J’ai brûlé mon passeport et mon billet d’avion. Les cendres se sont collées sur les emballages de crèmes glacées, au fond d’une poubelle. Je sens, par avance, monter votre sermon. Ne me faîtes pas reproches par pensées interposées, Maeva : elles n’auront pas d’adresse. Je n’ai pas envie de rentrer, de tout régler avant de repartir, de dire au revoir. Je n’ai pas envie d’affronter mon banquier, de vider ma maison, de remiser mes meubles. Ma disparition ne nuira à personne. Je n’ai pas de famille qui m’attend, pas d’héritier en mal d’un acte de décès.

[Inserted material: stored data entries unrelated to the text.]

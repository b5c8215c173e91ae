use serde::{Deserialize, Serialize};

/// The story themes the fallback generator knows how to tell.
///
/// A theme separates WHAT the story is about from the canned prose
/// that tells it, which lives in the theme book data.
#[derive(Debug, Clone, Copy, PartialEq, Eq, Hash, Serialize, Deserialize)]
#[serde(rename_all = "snake_case")]
pub enum Theme {
    Creativity,
    Learning,
    Sharing,
    Adventure,
    Kindness,
    Magic,
}

impl Theme {
    pub const ALL: [Theme; 6] = [
        Theme::Creativity,
        Theme::Learning,
        Theme::Sharing,
        Theme::Adventure,
        Theme::Kindness,
        Theme::Magic,
    ];

    /// Identifier used as the key in theme book files.
    pub fn name(&self) -> &'static str {
        match self {
            Self::Creativity => "creativity",
            Self::Learning => "learning",
            Self::Sharing => "sharing",
            Self::Adventure => "adventure",
            Self::Kindness => "kindness",
            Self::Magic => "magic",
        }
    }

    /// Human readable label.
    pub fn label(&self) -> &'static str {
        match self {
            Self::Creativity => "creativity and joy",
            Self::Learning => "learning and growth",
            Self::Sharing => "sharing and friendship",
            Self::Adventure => "adventure and discovery",
            Self::Kindness => "kindness and helping",
            Self::Magic => "magic and wonder",
        }
    }

    pub fn from_name(name: &str) -> Option<Theme> {
        Self::ALL.into_iter().find(|t| t.name() == name)
    }
}

#[cfg(test)]
mod tests {
    use super::*;

    #[test]
    fn names_round_trip() {
        for theme in Theme::ALL {
            assert_eq!(Theme::from_name(theme.name()), Some(theme));
        }
        assert_eq!(Theme::from_name("horror"), None);
    }

    #[test]
    fn labels() {
        assert_eq!(Theme::Sharing.label(), "sharing and friendship");
        assert_eq!(Theme::Magic.label(), "magic and wonder");
    }
}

Je vous demande de ne rien dire à mes parents. Prenez cette supplique comme un codicille. Poussez mes volets comme vous fermeriez mes paupières, ma douce voisine. Je veux mourir pour renaître ailleurs. Est-ce qu’on fait des reproches à ceux qui, prétextant une attaque, et vous laissent au bord du chemin ? Non : on les pleure, on cultive ses larmes, pour arroser son chagrin, on les couvre de fleurs jusqu’à ce qu’on les oublie. C’est vers l’oubli que je vais, d’un pas alerte. L’oubli a un goût d’éternité, ici. Il a une couleur à nulle autre comparable. C’est l’espace qui lui donne cette beauté, cette démesure de lumière. Cette immensité n’existe nulle part. En Amérique, les cimes des arbres chuchotent avec le ciel. Leurs branches s’étalent, tels des bras gigantesques. Elles caressent l’air de leurs mouvements. Elles suivent la courbe des montagnes, la majesté des précipices. Elles diffusent leur essence jusque dans les spores des fougères, elles expirent un souffle gemmé. Ne voyez-vous pas, porté par mes mots, ce scintillement qui se pose sur vous ? J’ai soufflé sur les branches… La plaine respire comme une peau. J’ai soufflé sur elle aussi. Plaine n’est plus un mot assez fort, pour décrire le chatoiement des herbes, couchées par le vent, jusqu’à l’infini de l’horizon. Je vais me fondre dans l’incommensurable.

Faites de ma lettre une argile pour façonner  l’oubli.

Faites de mes meubles un grand feu, dans lequel vous brûlerez mon incurie.

J’ai posé mon doigt au hasard d’une carte entre Great Falls, et le grand Nord. Il s’est arrêté sur Juneau, en Alaska. Je vais traverser l’Alberta et la Colombie Britannique, pour m’y perdre. Un peu plus haut, il y avait Anchorage : Anchorage, comme ancre et courage. Mon index a glissé au Sud. Le courage ne me sied décidément guère… A Juneau, il y a des forêts d’arbres droits, plantés comme des allumettes. Des fjords immenses que bordent les pics gelés des montagnes. Des bateaux ancrés le long de jetées en bois. Des conserveries multicolores, montées sur pilotis, où les chalutiers déchargent leur cargaison de poisson.